══ Provided information

//! Guest boot header shared between the hypervisor and the kernel.
//!
//! The hypervisor writes a `BootHeader` at the very start of the kernel
//! image before jumping to the entry point. The layout is part of the
//! loader contract and must never change without bumping `version`.
#![no_std]

use static_assertions::const_assert_eq;

/// Magic value the hypervisor writes into `magic_number`.
pub const BOOT_MAGIC: u32 = 0xC0DE_CAFE;

/// Boot header layout version this kernel understands.
pub const BOOT_VERSION: u32 = 1;

/// Boot-time metadata written by the hypervisor.
///
/// Only the network-relevant fields (`hcip`, `hcgateway`, `hcmask`) and the
/// CPU counts are consumed by the kernel today; the rest is kept so the
/// offsets match what the loader writes.
#[repr(C)]
#[derive(Clone, Copy)]
pub struct BootHeader {
    pub magic_number: u32,
    pub version: u32,
    /// First guest-physical address backing the kernel image.
    pub base: u64,
    /// One past the last guest-physical address available to the kernel.
    pub limit: u64,
    pub image_size: u64,
    pub current_stack_address: u64,
    pub current_percore_address: u64,
    pub host_logical_addr: u64,
    pub boot_gtod: u64,
    pub mb_info: u64,
    pub cmdline: u64,
    pub cmdsize: u64,
    pub cpu_freq: u32,
    pub boot_processor: u32,
    pub cpu_online: u32,
    pub possible_cpus: u32,
    pub current_boot_id: u32,
    pub uartport: u16,
    pub single_kernel: u8,
    /// Non-zero when running under the port-hypercall hypervisor.
    pub hypervisor: u8,
    /// Guest IPv4 address octets.
    pub hcip: [u8; 4],
    /// Default gateway octets.
    pub hcgateway: [u8; 4],
    /// Network mask octets.
    pub hcmask: [u8; 4],
}

// The loader writes exactly 124 bytes; repr(C) pads the struct to the u64
// alignment boundary.
const_assert_eq!(core::mem::size_of::<BootHeader>(), 128);
const_assert_eq!(core::mem::align_of::<BootHeader>(), 8);

impl BootHeader {
    /// Read the header the hypervisor placed at `addr`.
    ///
    /// # Safety
    /// `addr` must point at a live, properly aligned `BootHeader`. In
    /// practice this is the start of the kernel image.
    pub unsafe fn from_ptr(addr: *const BootHeader) -> &'static BootHeader {
        &*addr
    }

    /// Whether the header passes the magic/version check.
    pub fn is_valid(&self) -> bool {
        self.magic_number == BOOT_MAGIC && self.version == BOOT_VERSION
    }

    /// Guest IPv4 address octets.
    pub fn ip(&self) -> [u8; 4] {
        self.hcip
    }

    /// Default gateway octets.
    pub fn gateway(&self) -> [u8; 4] {
        self.hcgateway
    }

    /// Network mask octets.
    pub fn netmask(&self) -> [u8; 4] {
        self.hcmask
    }

    /// Number of cores the hypervisor brought online.
    pub fn cores(&self) -> u32 {
        if self.cpu_online == 0 { 1 } else { self.cpu_online }
    }
}

#[cfg(test)]
mod tests {
    use super::*;
    use core::mem::offset_of;

    fn sample() -> BootHeader {
        let mut h: BootHeader = unsafe { core::mem::zeroed() };
        h.magic_number = BOOT_MAGIC;
        h.version = BOOT_VERSION;
        h.cpu_online = 2;
        h.hcip = [10, 0, 5, 2];
        h.hcgateway = [10, 0, 5, 1];
        h.hcmask = [255, 255, 255, 0];
        h
    }

    #[test]
    fn network_field_offsets_are_pinned() {
        // The hypervisor writes these at fixed offsets; catching drift here
        // is cheaper than debugging a guest with a garbage IP.
        assert_eq!(offset_of!(BootHeader, cpu_freq), 88);
        assert_eq!(offset_of!(BootHeader, uartport), 108);
        assert_eq!(offset_of!(BootHeader, hypervisor), 111);
        assert_eq!(offset_of!(BootHeader, hcip), 112);
        assert_eq!(offset_of!(BootHeader, hcgateway), 116);
        assert_eq!(offset_of!(BootHeader, hcmask), 120);
    }

    #[test]
    fn accessors_return_octets() {
        let h = sample();
        assert!(h.is_valid());
        assert_eq!(h.ip(), [10, 0, 5, 2]);
        assert_eq!(h.gateway(), [10, 0, 5, 1]);
        assert_eq!(h.netmask(), [255, 255, 255, 0]);
        assert_eq!(h.cores(), 2);
    }

    #[test]
    fn zero_cpu_online_counts_as_one_core() {
        let mut h = sample();
        h.cpu_online = 0;
        assert_eq!(h.cores(), 1);
    }

    #[test]
    fn bad_magic_is_invalid() {
        let mut h = sample();
        h.magic_number = 0;
        assert!(!h.is_valid());
    }
}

════

What the task asks =
Taking the entries from their first line through the line with "pub hcgateway: [u8;", inclusive, restate each line word for word and give nothing else.

Result of this task =
//! Guest boot header shared between the hypervisor and the kernel.
//!
//! The hypervisor writes a `BootHeader` at the very start of the kernel
//! image before jumping to the entry point. The layout is part of the
//! loader contract and must never change without bumping `version`.
#![no_std]

use static_assertions::const_assert_eq;

/// Magic value the hypervisor writes into `magic_number`.
pub const BOOT_MAGIC: u32 = 0xC0DE_CAFE;

/// Boot header layout version this kernel understands.
pub const BOOT_VERSION: u32 = 1;

/// Boot-time metadata written by the hypervisor.
///
/// Only the network-relevant fields (`hcip`, `hcgateway`, `hcmask`) and the
/// CPU counts are consumed by the kernel today; the rest is kept so the
/// offsets match what the loader writes.
#[repr(C)]
#[derive(Clone, Copy)]
pub struct BootHeader {
    pub magic_number: u32,
    pub version: u32,
    /// First guest-physical address backing the kernel image.
    pub base: u64,
    /// One past the last guest-physical address available to the kernel.
    pub limit: u64,
    pub image_size: u64,
    pub current_stack_address: u64,
    pub current_percore_address: u64,
    pub host_logical_addr: u64,
    pub boot_gtod: u64,
    pub mb_info: u64,
    pub cmdline: u64,
    pub cmdsize: u64,
    pub cpu_freq: u32,
    pub boot_processor: u32,
    pub cpu_online: u32,
    pub possible_cpus: u32,
    pub current_boot_id: u32,
    pub uartport: u16,
    pub single_kernel: u8,
    /// Non-zero when running under the port-hypercall hypervisor.
    pub hypervisor: u8,
    /// Guest IPv4 address octets.
    pub hcip: [u8; 4],
    /// Default gateway octets.
    pub hcgateway: [u8; 4],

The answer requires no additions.